Indien het wetenschappelijk onderzoek een verloop neemt dat in noemenswaardige mate voor de zwangere vrouw of de foetus ongunstiger is dan in het onderzoeksprotocol is voorzien, doet degene die het onderzoek uitvoert, daarvan terstond mededeling aan degene die toestemming heeft gegeven, en aan de ingevolge artikel 3 bevoegde commissie die als laatste haar oordeel heeft gegeven met een verzoek om een nader oordeel.
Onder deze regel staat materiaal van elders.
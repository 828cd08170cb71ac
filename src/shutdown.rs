//! Signal-driven cooperative shutdown.
//!
//! A [`ShutdownFlag`] is the one piece of state shared between the capture
//! loop, the embedding caller and the process signal handler. Setting it is
//! a single atomic store — safe from a signal handler, no allocation, no
//! blocking — and the capture loop notices it within one bounded wait
//! interval.

use std::sync::Arc;
use std::sync::atomic::{AtomicBool, Ordering};

use tracing::debug;

/// Shared stop flag; clones observe the same state.
#[derive(Debug, Clone, Default)]
pub struct ShutdownFlag {
    flag: Arc<AtomicBool>,
}

impl ShutdownFlag {
    /// Create a flag and register a termination-signal handler
    /// (SIGINT/SIGTERM/SIGHUP) that sets it.
    ///
    /// Handler registration failures (for example a handler already
    /// installed by the embedding application) are ignored; the returned
    /// flag can still be triggered manually.
    pub fn new() -> Self {
        let flag = Self::manual();
        let handler_flag = flag.clone();
        let _ = ctrlc::set_handler(move || {
            debug!("termination signal received");
            handler_flag.trigger();
        });
        flag
    }

    /// Create a flag without registering any signal handler.
    pub fn manual() -> Self {
        Self { flag: Arc::new(AtomicBool::new(false)) }
    }

    /// Request shutdown. Idempotent, callable from any context.
    pub fn trigger(&self) {
        self.flag.store(true, Ordering::SeqCst);
    }

    /// Whether shutdown has been requested.
    pub fn should_stop(&self) -> bool {
        self.flag.load(Ordering::SeqCst)
    }
}
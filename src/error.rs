//! Error types for the capture core.
//!
//! All fatal conditions surface as a single distinguishable [`CaptureError`]
//! with a descriptive cause; recoverable conditions (interface down with
//! `down_is_fatal` disabled, drop-count increases, interrupted waits) never
//! propagate past the capture loop — they are reported as events instead.
//!
//! ## Error Categories
//!
//! - **Configuration errors**: bad filter syntax, too many interfaces,
//!   over-long interface names, unsupported kernel filter features
//! - **Socket errors**: failures opening, configuring or binding a raw CAN
//!   socket, with the failing operation and interface attached
//! - **Protocol errors**: a receive that matches neither the classic nor the
//!   FD frame size (the kernel contract is violated)
//! - **Cache exhaustion**: the interface-index cache ran out of slots

use thiserror::Error;

/// Result type alias for capture operations.
pub type Result<T, E = CaptureError> = std::result::Result<T, E>;

/// Main error type for capture operations.
#[derive(Error, Debug)]
#[non_exhaustive]
pub enum CaptureError {
    #[error("invalid filter token '{token}'")]
    FilterSyntax { token: String },

    #[error("more than {max} CAN interfaces requested ({requested})")]
    TooManyInterfaces { requested: usize, max: usize },

    #[error("CAN interface name '{name}' is too long (max {max} bytes)")]
    InterfaceNameTooLong { name: String, max: usize },

    #[error("kernel does not support {feature}")]
    UnsupportedFilter {
        feature: &'static str,
        #[source]
        source: std::io::Error,
    },

    #[error("{operation} failed on '{interface}'")]
    Socket {
        operation: &'static str,
        interface: String,
        #[source]
        source: std::io::Error,
    },

    #[error("incomplete CAN frame: read {nbytes} bytes, expected {classic} or {fd}")]
    Protocol { nbytes: usize, classic: usize, fd: usize },

    #[error("interface index cache full ({capacity} slots)")]
    CacheExhausted { capacity: usize },

    #[error("interface '{interface}' is down")]
    InterfaceDown { interface: String },

    #[error("multiplex wait failed")]
    Wait {
        #[source]
        source: std::io::Error,
    },

    #[error("invalid configuration: {reason}")]
    Config { reason: String },

    #[error("{feature} is only available on {required_platform}")]
    UnsupportedPlatform { feature: String, required_platform: String },
}

impl CaptureError {
    /// Returns whether this error terminates the capture run.
    ///
    /// Everything except a per-interface down notice is fatal; whether an
    /// interface going down stops the run is a configuration decision made
    /// by the capture loop, not by the error itself.
    pub fn is_fatal(&self) -> bool {
        !matches!(self, CaptureError::InterfaceDown { .. })
    }

    /// Helper constructor for socket-operation errors with interface context.
    pub fn socket(
        operation: &'static str,
        interface: impl Into<String>,
        source: std::io::Error,
    ) -> Self {
        CaptureError::Socket { operation, interface: interface.into(), source }
    }

    /// Helper constructor for configuration errors.
    pub fn config(reason: impl Into<String>) -> Self {
        CaptureError::Config { reason: reason.into() }
    }

    /// Helper constructor for unsupported platform errors.
    pub fn unsupported_platform(
        feature: impl Into<String>,
        required_platform: impl Into<String>,
    ) -> Self {
        CaptureError::UnsupportedPlatform {
            feature: feature.into(),
            required_platform: required_platform.into(),
        }
    }
}

#[cfg(test)]
mod tests {
    use super::*;

    #[test]
    fn error_traits_validation() {
        fn assert_send_sync_static<T: Send + Sync + 'static>() {}
        assert_send_sync_static::<CaptureError>();

        let error = CaptureError::config("test");
        let _: &dyn std::error::Error = &error;
    }

    #[test]
    fn fatal_classification() {
        assert!(CaptureError::FilterSyntax { token: "xyz".into() }.is_fatal());
        assert!(CaptureError::CacheExhausted { capacity: 30 }.is_fatal());
        assert!(CaptureError::Protocol { nbytes: 12, classic: 16, fd: 72 }.is_fatal());
        assert!(!CaptureError::InterfaceDown { interface: "can0".into() }.is_fatal());
    }

    #[test]
    fn messages_carry_context() {
        let err = CaptureError::socket(
            "bind",
            "vcan0",
            std::io::Error::new(std::io::ErrorKind::PermissionDenied, "denied"),
        );
        let msg = err.to_string();
        assert!(msg.contains("bind"));
        assert!(msg.contains("vcan0"));

        let err = CaptureError::FilterSyntax { token: "12:zz".into() };
        assert!(err.to_string().contains("12:zz"));
    }

    #[test]
    fn socket_error_chains_source() {
        let err =
            CaptureError::socket("setsockopt SO_RCVBUF", "can1", std::io::Error::other("boom"));
        let source = std::error::Error::source(&err).expect("source attached");
        assert_eq!(source.to_string(), "boom");
    }
}
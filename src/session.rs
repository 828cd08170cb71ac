//! Capture session: socket-set setup and the public lifecycle surface.
//!
//! [`CaptureSession::start`] compiles every filter set, opens and configures
//! one raw CAN socket per requested interface, registers them with the
//! multiplexer and spawns the capture thread. If any step fails, sockets
//! already opened are closed before the error propagates — a partial
//! interface set is never left running.
//!
//! The running session exposes the embedding surface: a pull-based [`pop`]
//! draining the frame ring, an awaitable stream of reportable events, an
//! idempotent [`stop`] safe to call from any context, and a stats
//! snapshot.
//!
//! [`pop`]: CaptureSession::pop
//! [`stop`]: CaptureSession::stop

#[cfg(target_os = "linux")]
use {
    crate::capture::{CaptureWorker, SharedStats, SocketCounters, SocketHandle},
    crate::error::{CaptureError, Result},
    crate::events::{CaptureEvent, EventStream, StopReason},
    crate::filter::FilterSet,
    crate::poll::Epoll,
    crate::registry::{IfaceRegistry, SysResolver},
    crate::ring::{RingConsumer, frame_ring},
    crate::shutdown::ShutdownFlag,
    crate::socket::CanSocket,
    crate::types::{CaptureConfig, Frame, InterfaceSpec, TimestampMode},
    std::os::fd::AsRawFd,
    std::sync::Arc,
    std::sync::atomic::{AtomicU64, Ordering},
    std::thread::JoinHandle,
    std::time::Duration,
    tokio::sync::mpsc,
    tokio_stream::wrappers::UnboundedReceiverStream,
    tracing::{debug, info},
};

/// Snapshot of one socket's counters.
#[derive(Debug, Clone, PartialEq, Eq)]
pub struct InterfaceStats {
    /// Interface name as requested (may be the `any` wildcard).
    pub name: String,
    /// Frames received on this socket.
    pub frames: u64,
    /// Cumulative kernel-reported drops on this socket.
    pub dropped: u32,
}

/// Snapshot of a session's counters.
#[derive(Debug, Clone, PartialEq, Eq)]
pub struct CaptureStats {
    /// Total frames appended to the ring.
    pub frames_received: u64,
    /// Per-socket breakdown.
    pub interfaces: Vec<InterfaceStats>,
}

/// A running (or finished) capture session.
#[cfg(target_os = "linux")]
pub struct CaptureSession {
    consumer: RingConsumer,
    events: Option<mpsc::UnboundedReceiver<CaptureEvent>>,
    stop: ShutdownFlag,
    stats: Arc<SharedStats>,
    thread: Option<JoinHandle<StopReason>>,
}

#[cfg(target_os = "linux")]
impl CaptureSession {
    /// Open, configure and bind one socket per spec, then spawn the capture
    /// thread.
    pub(crate) fn start(specs: &[InterfaceSpec], config: CaptureConfig) -> Result<Self> {
        config.validate()?;
        if specs.is_empty() {
            return Err(CaptureError::config("at least one interface must be given"));
        }
        if specs.len() > config.max_interfaces {
            return Err(CaptureError::TooManyInterfaces {
                requested: specs.len(),
                max: config.max_interfaces,
            });
        }

        // compile every filter set up front so a syntax error can never
        // leave a half-parsed set applied to a live socket
        let filter_sets = specs
            .iter()
            .map(|spec| FilterSet::compile(&spec.filters))
            .collect::<Result<Vec<_>>>()?;

        let epoll = Epoll::new()?;
        let mut sockets = Vec::with_capacity(specs.len());
        let mut counters = Vec::with_capacity(specs.len());

        for (index, (spec, filters)) in specs.iter().zip(&filter_sets).enumerate() {
            // sockets already collected close via OwnedFd drop if any step
            // below fails
            let socket = CanSocket::open(&spec.name)?;
            epoll
                .add(socket.as_raw_fd(), index as u64)
                .map_err(|e| CaptureError::socket("epoll_ctl", &spec.name, e))?;
            socket.apply_filters(filters)?;
            socket.enable_fd_frames();
            if config.rcvbuf_size > 0 {
                socket.set_rcvbuf(config.rcvbuf_size, index == 0)?;
            }
            socket.enable_timestamps(config.timestamps)?;
            if config.monitor_drops {
                socket.enable_drop_monitor()?;
            }
            socket.bind()?;

            debug!(
                interface = %spec.name,
                accept_rules = filters.rules.len(),
                err_mask = filters.err_mask,
                join = filters.join,
                "capture socket bound"
            );
            counters.push(SocketCounters::new(spec.name.clone()));
            sockets.push(SocketHandle { socket, drops: Default::default() });
        }

        let stop =
            if config.handle_signals { ShutdownFlag::new() } else { ShutdownFlag::manual() };
        let (producer, consumer) = frame_ring(config.ring_capacity);
        let (event_tx, event_rx) = mpsc::unbounded_channel();
        let stats = Arc::new(SharedStats { frames: AtomicU64::new(0), sockets: counters });

        let worker = CaptureWorker {
            sockets,
            epoll,
            registry: IfaceRegistry::new(config.registry_capacity, SysResolver),
            producer,
            events: event_tx,
            stop: stop.clone(),
            stats: Arc::clone(&stats),
            hardware_stamps: config.timestamps == TimestampMode::Hardware,
            down_is_fatal: config.down_is_fatal,
            frame_budget: (config.frame_limit > 0).then_some(config.frame_limit),
            idle_timeout: (config.idle_timeout_ms > 0)
                .then(|| Duration::from_millis(config.idle_timeout_ms)),
        };

        let thread = std::thread::Builder::new()
            .name("cantap-capture".into())
            .spawn(move || worker.run())
            .map_err(|e| CaptureError::config(format!("failed to spawn capture thread: {e}")))?;

        info!(interfaces = specs.len(), "capture session started");
        Ok(Self { consumer, events: Some(event_rx), stop, stats, thread: Some(thread) })
    }

    /// Remove and return the oldest unread frame, or `None` when the ring
    /// is currently drained. Never blocks.
    pub fn pop(&mut self) -> Option<Frame> {
        self.consumer.pop()
    }

    /// Number of frames currently waiting in the ring.
    pub fn buffered(&self) -> usize {
        self.consumer.len()
    }

    /// Request cooperative shutdown. Idempotent; the capture thread exits
    /// within one bounded wait interval.
    pub fn stop(&self) {
        self.stop.trigger();
    }

    /// A clonable handle that stops this session, usable from signal
    /// handlers or other threads.
    pub fn stop_handle(&self) -> ShutdownFlag {
        self.stop.clone()
    }

    /// Whether the capture thread is still running.
    pub fn is_running(&self) -> bool {
        self.thread.as_ref().is_some_and(|t| !t.is_finished())
    }

    /// Await the next reportable event. Returns `None` once the loop has
    /// stopped and all pending events (including the final
    /// [`CaptureEvent::Stopped`]) were consumed, or if the event stream was
    /// taken out with [`take_event_stream`](Self::take_event_stream).
    pub async fn next_event(&mut self) -> Option<CaptureEvent> {
        match &mut self.events {
            Some(events) => events.recv().await,
            None => None,
        }
    }

    /// Non-blocking event poll.
    pub fn try_event(&mut self) -> Option<CaptureEvent> {
        self.events.as_mut().and_then(|events| events.try_recv().ok())
    }

    /// Move the event channel out as a [`Stream`](futures::Stream), for
    /// consumers that want to process events on their own task.
    pub fn take_event_stream(&mut self) -> Option<EventStream> {
        self.events.take().map(UnboundedReceiverStream::new)
    }

    /// Snapshot the session counters.
    pub fn stats(&self) -> CaptureStats {
        CaptureStats {
            frames_received: self.stats.frames.load(Ordering::Relaxed),
            interfaces: self
                .stats
                .sockets
                .iter()
                .map(|counters| InterfaceStats {
                    name: counters.name.clone(),
                    frames: counters.frames.load(Ordering::Relaxed),
                    dropped: counters.dropped.load(Ordering::Relaxed),
                })
                .collect(),
        }
    }

    /// Wait for the capture thread to finish and return why it stopped.
    ///
    /// Call [`stop`](Self::stop) first unless a frame limit or idle timeout
    /// will end the loop on its own.
    pub fn join(mut self) -> StopReason {
        match self.thread.take() {
            Some(thread) => thread.join().unwrap_or(StopReason::Fatal),
            None => StopReason::Requested,
        }
    }
}

#[cfg(target_os = "linux")]
impl Drop for CaptureSession {
    fn drop(&mut self) {
        // stop the thread on drop; never block waiting for it
        self.stop.trigger();
    }
}

#[cfg(target_os = "linux")]
impl std::fmt::Debug for CaptureSession {
    fn fmt(&self, f: &mut std::fmt::Formatter<'_>) -> std::fmt::Result {
        f.debug_struct("CaptureSession")
            .field("running", &self.is_running())
            .field("buffered", &self.buffered())
            .finish()
    }
}

// Non-Linux stub: construction always fails, mirroring the platform gate.
#[cfg(not(target_os = "linux"))]
pub struct CaptureSession {
    _private: (),
}

#[cfg(not(target_os = "linux"))]
impl CaptureSession {
    pub(crate) fn start(
        _specs: &[crate::types::InterfaceSpec],
        _config: crate::types::CaptureConfig,
    ) -> crate::error::Result<Self> {
        Err(crate::error::CaptureError::unsupported_platform(
            "SocketCAN capture",
            "Linux",
        ))
    }
}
Tot het tijdstip waarop een nader oordeel wordt gegeven, wordt de uitvoering van het onderzoek opgeschort, tenzij de gezondheid van de zwangere vrouw of van de foetus opschorting niet onmiddellijk toelaat.
2.
Indien het nader oordeel negatief is, wordt de uitvoering van het onderzoek beëindigd, tenzij de gezondheid van de zwangere vrouw of van de foetus beëindiging niet onmiddellijk toelaat.
3.
Degene die het wetenschappelijk onderzoek uitvoert, doet onder opgave van de redenen aan de ingevolge artikel 3 bevoegde commissie die als laatste haar oordeel heeft gegeven eveneens mededeling van de voortijdige beëindiging van een onderzoek.